:: DATA FOR THIS TASK ::

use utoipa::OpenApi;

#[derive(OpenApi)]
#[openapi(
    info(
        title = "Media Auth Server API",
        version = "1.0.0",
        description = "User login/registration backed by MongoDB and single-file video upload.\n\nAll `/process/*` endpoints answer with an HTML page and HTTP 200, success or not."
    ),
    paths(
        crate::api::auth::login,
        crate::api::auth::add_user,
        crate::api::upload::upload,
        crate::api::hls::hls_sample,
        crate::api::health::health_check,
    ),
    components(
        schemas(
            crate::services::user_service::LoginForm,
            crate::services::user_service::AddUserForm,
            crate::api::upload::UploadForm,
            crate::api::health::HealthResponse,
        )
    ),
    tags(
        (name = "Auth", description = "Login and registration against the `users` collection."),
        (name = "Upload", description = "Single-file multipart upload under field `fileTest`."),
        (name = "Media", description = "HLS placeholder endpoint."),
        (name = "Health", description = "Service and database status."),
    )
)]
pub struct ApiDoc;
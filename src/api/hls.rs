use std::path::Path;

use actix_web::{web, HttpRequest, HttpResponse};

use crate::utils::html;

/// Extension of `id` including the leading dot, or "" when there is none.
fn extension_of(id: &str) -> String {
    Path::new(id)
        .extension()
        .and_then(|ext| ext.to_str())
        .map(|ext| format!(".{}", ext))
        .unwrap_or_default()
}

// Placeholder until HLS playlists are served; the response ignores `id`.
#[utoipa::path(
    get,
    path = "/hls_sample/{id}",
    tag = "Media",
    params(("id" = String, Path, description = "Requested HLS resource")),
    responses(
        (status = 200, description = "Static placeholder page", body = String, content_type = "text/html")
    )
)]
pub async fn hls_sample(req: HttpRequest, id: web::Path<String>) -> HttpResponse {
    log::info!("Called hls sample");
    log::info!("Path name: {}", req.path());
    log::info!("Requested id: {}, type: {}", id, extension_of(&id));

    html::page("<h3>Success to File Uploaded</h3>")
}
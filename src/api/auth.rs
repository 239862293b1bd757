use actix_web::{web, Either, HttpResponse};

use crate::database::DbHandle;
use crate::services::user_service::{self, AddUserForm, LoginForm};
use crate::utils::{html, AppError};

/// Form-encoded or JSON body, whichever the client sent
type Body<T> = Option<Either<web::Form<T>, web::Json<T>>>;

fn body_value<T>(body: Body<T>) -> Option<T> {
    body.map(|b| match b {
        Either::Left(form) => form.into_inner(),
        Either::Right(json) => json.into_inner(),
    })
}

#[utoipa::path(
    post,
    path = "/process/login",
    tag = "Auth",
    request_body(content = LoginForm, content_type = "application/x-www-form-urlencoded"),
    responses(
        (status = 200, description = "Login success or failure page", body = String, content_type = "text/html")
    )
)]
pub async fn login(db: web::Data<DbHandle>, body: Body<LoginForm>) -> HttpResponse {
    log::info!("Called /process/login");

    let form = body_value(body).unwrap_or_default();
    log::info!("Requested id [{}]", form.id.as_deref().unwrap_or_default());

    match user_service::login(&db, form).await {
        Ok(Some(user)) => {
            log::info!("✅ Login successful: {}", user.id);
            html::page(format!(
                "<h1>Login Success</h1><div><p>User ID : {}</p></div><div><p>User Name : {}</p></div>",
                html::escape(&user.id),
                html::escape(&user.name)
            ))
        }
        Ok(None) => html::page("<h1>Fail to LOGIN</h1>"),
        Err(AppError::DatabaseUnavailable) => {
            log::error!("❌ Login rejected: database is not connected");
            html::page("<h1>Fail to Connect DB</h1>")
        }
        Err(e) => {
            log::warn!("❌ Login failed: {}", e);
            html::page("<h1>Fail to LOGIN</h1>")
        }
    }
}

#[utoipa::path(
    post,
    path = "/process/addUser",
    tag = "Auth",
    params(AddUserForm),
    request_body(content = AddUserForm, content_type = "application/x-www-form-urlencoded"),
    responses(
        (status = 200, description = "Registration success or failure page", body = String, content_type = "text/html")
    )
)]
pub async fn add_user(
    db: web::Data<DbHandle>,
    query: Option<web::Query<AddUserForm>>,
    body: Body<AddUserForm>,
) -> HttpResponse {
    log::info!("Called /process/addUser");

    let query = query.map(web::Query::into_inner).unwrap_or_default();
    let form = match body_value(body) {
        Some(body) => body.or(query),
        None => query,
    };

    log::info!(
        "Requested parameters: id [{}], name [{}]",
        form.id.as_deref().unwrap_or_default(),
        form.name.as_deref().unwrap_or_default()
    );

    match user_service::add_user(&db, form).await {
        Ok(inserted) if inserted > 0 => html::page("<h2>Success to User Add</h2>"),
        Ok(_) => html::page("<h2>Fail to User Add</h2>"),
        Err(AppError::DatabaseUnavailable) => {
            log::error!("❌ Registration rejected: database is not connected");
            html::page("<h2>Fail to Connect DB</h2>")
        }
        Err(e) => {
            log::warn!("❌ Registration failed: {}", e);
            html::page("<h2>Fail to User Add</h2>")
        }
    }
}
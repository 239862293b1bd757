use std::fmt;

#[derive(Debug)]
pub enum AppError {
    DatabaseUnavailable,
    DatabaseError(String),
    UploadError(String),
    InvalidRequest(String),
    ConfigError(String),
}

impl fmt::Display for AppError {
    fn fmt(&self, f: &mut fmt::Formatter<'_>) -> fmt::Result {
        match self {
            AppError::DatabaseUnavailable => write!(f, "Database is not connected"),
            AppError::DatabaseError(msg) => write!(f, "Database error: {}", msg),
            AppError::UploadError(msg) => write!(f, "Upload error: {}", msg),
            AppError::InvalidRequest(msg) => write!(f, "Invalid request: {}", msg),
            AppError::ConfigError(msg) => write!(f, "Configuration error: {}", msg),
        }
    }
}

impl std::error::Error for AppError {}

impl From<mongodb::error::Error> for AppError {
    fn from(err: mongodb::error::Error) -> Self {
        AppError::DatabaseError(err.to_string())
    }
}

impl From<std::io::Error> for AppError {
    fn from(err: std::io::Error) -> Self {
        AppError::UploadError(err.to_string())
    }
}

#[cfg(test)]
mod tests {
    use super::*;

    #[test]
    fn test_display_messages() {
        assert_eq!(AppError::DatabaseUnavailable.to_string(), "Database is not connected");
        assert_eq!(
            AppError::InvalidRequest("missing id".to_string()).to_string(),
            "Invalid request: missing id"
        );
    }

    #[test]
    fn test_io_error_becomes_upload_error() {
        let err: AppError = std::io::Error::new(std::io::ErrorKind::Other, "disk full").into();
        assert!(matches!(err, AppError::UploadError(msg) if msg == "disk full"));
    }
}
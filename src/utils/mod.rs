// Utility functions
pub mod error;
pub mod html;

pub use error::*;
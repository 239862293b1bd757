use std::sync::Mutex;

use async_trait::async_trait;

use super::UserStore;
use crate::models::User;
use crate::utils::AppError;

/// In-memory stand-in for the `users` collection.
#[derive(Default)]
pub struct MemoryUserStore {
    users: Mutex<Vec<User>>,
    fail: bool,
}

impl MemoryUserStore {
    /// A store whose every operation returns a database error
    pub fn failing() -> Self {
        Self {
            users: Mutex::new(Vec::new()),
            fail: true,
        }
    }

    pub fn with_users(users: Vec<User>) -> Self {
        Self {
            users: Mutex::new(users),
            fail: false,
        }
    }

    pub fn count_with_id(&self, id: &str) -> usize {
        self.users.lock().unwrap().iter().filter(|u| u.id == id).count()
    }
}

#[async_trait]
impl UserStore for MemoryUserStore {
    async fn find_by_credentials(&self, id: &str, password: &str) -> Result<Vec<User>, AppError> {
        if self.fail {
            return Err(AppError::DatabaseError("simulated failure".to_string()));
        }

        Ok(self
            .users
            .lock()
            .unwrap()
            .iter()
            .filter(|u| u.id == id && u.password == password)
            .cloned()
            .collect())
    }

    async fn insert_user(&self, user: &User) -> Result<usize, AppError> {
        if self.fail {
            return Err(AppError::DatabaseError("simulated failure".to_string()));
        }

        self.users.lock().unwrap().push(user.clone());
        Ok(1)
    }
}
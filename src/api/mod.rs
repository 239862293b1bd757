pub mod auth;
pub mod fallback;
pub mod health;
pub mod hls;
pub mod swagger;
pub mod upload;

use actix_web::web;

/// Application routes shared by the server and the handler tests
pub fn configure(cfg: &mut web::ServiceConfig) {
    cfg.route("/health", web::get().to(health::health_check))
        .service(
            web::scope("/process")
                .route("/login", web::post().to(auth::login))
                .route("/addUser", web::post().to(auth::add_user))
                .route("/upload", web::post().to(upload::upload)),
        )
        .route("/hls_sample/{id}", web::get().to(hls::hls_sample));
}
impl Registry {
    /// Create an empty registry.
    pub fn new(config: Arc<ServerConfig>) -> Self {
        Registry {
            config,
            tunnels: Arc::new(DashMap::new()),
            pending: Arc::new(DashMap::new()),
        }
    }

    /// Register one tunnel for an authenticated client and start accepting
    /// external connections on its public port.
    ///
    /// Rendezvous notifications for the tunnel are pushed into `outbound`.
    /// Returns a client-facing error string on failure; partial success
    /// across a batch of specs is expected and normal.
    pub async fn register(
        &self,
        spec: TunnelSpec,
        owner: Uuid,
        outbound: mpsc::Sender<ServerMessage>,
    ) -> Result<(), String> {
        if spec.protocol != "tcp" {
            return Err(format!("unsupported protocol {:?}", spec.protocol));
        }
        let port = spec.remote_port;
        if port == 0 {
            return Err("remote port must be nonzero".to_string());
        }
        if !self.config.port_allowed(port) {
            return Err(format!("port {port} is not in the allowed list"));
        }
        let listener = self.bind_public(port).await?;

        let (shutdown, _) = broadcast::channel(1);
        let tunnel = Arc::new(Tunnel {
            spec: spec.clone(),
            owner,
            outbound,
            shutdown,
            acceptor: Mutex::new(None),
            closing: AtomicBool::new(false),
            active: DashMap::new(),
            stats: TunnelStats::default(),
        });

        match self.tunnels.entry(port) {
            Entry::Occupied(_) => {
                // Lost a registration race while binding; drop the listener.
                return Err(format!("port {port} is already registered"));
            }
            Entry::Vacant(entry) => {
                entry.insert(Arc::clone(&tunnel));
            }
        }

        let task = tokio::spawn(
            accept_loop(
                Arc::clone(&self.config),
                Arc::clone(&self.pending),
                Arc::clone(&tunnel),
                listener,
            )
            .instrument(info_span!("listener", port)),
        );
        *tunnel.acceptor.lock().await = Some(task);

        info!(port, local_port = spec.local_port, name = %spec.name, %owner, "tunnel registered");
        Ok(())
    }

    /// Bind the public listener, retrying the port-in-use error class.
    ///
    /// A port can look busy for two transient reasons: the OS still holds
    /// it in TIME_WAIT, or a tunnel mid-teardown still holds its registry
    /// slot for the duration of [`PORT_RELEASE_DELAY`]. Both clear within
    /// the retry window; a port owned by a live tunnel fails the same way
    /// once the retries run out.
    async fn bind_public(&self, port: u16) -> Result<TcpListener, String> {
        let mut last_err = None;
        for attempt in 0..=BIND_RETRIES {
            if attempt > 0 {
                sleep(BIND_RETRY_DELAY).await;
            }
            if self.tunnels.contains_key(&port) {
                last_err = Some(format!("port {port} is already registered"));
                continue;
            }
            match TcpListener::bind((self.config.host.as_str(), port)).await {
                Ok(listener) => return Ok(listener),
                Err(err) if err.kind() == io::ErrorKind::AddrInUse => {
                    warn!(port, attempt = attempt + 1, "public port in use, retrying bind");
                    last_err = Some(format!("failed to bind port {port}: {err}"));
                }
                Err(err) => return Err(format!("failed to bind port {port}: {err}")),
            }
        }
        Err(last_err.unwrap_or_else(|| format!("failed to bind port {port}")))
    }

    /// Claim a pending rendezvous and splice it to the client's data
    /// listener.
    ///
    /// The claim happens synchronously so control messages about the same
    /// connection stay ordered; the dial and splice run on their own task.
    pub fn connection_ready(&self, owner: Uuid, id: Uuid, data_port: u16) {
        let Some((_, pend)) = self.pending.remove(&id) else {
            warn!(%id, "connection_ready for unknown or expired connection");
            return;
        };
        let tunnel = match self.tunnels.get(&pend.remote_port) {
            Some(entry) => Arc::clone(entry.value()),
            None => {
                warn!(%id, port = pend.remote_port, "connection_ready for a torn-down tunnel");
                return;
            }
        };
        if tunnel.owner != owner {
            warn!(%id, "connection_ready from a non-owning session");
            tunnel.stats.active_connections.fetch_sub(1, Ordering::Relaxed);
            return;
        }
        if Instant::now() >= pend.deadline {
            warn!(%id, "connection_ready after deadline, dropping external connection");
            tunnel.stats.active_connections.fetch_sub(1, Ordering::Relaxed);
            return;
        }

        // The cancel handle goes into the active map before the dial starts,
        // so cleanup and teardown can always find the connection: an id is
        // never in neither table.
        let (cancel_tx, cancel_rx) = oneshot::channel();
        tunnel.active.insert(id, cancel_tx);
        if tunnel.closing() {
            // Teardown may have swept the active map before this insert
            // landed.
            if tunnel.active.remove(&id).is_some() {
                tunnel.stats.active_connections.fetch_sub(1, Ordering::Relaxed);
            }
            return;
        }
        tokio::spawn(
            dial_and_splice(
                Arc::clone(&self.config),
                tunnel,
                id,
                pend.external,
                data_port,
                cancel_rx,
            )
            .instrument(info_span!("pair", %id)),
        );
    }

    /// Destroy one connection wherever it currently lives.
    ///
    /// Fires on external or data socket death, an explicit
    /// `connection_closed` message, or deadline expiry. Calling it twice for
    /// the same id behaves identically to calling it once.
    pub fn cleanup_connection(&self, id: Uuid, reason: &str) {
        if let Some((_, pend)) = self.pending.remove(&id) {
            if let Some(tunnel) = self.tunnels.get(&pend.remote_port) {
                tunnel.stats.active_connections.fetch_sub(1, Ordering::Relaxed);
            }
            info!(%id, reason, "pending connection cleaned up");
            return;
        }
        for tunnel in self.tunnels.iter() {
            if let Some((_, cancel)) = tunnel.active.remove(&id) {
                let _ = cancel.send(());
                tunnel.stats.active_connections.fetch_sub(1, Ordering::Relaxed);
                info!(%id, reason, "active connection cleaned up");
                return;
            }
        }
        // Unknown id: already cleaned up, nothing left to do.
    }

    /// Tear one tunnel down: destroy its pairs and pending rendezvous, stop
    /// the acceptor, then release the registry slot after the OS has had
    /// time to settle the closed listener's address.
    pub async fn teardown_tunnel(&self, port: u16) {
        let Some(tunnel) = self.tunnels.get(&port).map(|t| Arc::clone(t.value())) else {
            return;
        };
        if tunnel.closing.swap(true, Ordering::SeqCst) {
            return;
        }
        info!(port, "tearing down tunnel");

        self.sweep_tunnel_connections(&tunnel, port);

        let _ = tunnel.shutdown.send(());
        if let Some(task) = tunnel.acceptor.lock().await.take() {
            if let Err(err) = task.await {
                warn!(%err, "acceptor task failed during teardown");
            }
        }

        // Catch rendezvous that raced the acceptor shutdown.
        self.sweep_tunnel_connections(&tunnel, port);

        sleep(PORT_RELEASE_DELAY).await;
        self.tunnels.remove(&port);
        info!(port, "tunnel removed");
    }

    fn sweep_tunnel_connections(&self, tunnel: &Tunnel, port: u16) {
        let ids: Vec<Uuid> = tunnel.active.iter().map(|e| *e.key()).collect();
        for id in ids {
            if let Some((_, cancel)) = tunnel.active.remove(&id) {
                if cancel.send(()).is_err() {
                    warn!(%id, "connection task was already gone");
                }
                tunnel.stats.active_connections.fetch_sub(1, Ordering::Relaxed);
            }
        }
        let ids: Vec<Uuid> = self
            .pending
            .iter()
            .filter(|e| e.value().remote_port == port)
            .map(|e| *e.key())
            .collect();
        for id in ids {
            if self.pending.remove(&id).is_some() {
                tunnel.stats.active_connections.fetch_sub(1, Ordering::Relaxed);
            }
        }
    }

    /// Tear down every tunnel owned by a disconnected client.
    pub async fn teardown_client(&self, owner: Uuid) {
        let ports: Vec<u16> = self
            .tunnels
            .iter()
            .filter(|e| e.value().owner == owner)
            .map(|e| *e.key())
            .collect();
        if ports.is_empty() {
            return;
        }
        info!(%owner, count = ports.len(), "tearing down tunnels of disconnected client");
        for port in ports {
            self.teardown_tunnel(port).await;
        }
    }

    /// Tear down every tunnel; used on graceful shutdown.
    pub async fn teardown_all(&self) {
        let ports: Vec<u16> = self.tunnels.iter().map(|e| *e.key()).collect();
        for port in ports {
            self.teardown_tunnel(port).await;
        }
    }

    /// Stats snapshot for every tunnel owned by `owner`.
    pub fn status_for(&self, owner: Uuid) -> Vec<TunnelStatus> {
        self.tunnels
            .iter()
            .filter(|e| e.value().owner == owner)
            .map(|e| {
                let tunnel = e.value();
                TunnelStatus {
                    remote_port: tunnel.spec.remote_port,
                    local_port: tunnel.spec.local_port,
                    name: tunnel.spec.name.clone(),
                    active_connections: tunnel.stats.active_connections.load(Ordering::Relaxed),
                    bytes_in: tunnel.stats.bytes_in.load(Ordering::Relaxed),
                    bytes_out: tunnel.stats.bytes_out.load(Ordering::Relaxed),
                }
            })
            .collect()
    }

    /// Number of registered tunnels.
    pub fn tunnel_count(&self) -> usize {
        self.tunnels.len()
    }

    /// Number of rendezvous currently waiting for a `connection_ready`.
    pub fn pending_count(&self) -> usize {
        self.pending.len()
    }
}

:::

▶ **DESCRIPTION OF THE TASK**: Look over the material above and show each line where "owned" appears.

▶ **WRITTEN ANSWER**:
    /// the retry window; a port owned by a live tunnel fails the same way
    /// Tear down every tunnel owned by a disconnected client.
    /// Stats snapshot for every tunnel owned by `owner`.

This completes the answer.